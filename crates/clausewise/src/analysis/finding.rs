use std::fmt;

use chrono::{DateTime, Utc};
use serde::{Deserialize, Serialize};

/// Risk rating attached to an analysed clause.
#[derive(Debug, Clone, Copy, Default, PartialEq, Eq, Serialize, Deserialize)]
pub enum RiskLevel {
    High,
    #[default]
    Medium,
    Low,
}

impl RiskLevel {
    /// Accepts any casing and surrounding whitespace. Unknown values map to Medium.
    pub fn parse_lenient(value: &str) -> Self {
        match value.trim().to_lowercase().as_str() {
            "high" => RiskLevel::High,
            "low" => RiskLevel::Low,
            _ => RiskLevel::Medium,
        }
    }

    pub fn as_str(self) -> &'static str {
        match self {
            RiskLevel::High => "High",
            RiskLevel::Medium => "Medium",
            RiskLevel::Low => "Low",
        }
    }
}

impl fmt::Display for RiskLevel {
    fn fmt(&self, f: &mut fmt::Formatter<'_>) -> fmt::Result {
        f.write_str(self.as_str())
    }
}

/// How the finding was recovered from the provider's answer.
#[derive(Debug, Clone, Copy, PartialEq, Eq, Serialize, Deserialize)]
#[serde(rename_all = "lowercase")]
pub enum Confidence {
    /// Parsed from the structured JSON answer.
    High,
    /// Recovered from free text.
    Medium,
}

/// One analysed clause.
#[derive(Debug, Clone, PartialEq, Serialize, Deserialize)]
pub struct Finding {
    pub clause: String,
    pub risk: RiskLevel,
    pub laws: String,
    pub summary: String,
    pub confidence: Confidence,
    pub analyzed_at: DateTime<Utc>,
}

REQUIRED ACTION: Once you have read the records above, set each one down again exactly.

TASK SOLUTION:
filename crates/clausewise/src/analysis/finding.rs
use std::fmt;

use chrono::{DateTime, Utc};
use serde::{Deserialize, Serialize};

/// Risk rating attached to an analysed clause.
#[derive(Debug, Clone, Copy, Default, PartialEq, Eq, Serialize, Deserialize)]
pub enum RiskLevel {
    High,
    #[default]
    Medium,
    Low,
}

impl RiskLevel {
    /// Accepts any casing and surrounding whitespace. Unknown values map to Medium.
    pub fn parse_lenient(value: &str) -> Self {
        match value.trim().to_lowercase().as_str() {
            "high" => RiskLevel::High,
            "low" => RiskLevel::Low,
            _ => RiskLevel::Medium,
        }
    }

    pub fn as_str(self) -> &'static str {
        match self {
            RiskLevel::High => "High",
            RiskLevel::Medium => "Medium",
            RiskLevel::Low => "Low",
        }
    }
}

impl fmt::Display for RiskLevel {
    fn fmt(&self, f: &mut fmt::Formatter<'_>) -> fmt::Result {
        f.write_str(self.as_str())
    }
}

/// How the finding was recovered from the provider's answer.
#[derive(Debug, Clone, Copy, PartialEq, Eq, Serialize, Deserialize)]
#[serde(rename_all = "lowercase")]
pub enum Confidence {
    /// Parsed from the structured JSON answer.
    High,
    /// Recovered from free text.
    Medium,
}

/// One analysed clause.
#[derive(Debug, Clone, PartialEq, Serialize, Deserialize)]
pub struct Finding {
    pub clause: String,
    pub risk: RiskLevel,
    pub laws: String,
    pub summary: String,
    pub confidence: Confidence,
    pub analyzed_at: DateTime<Utc>,
}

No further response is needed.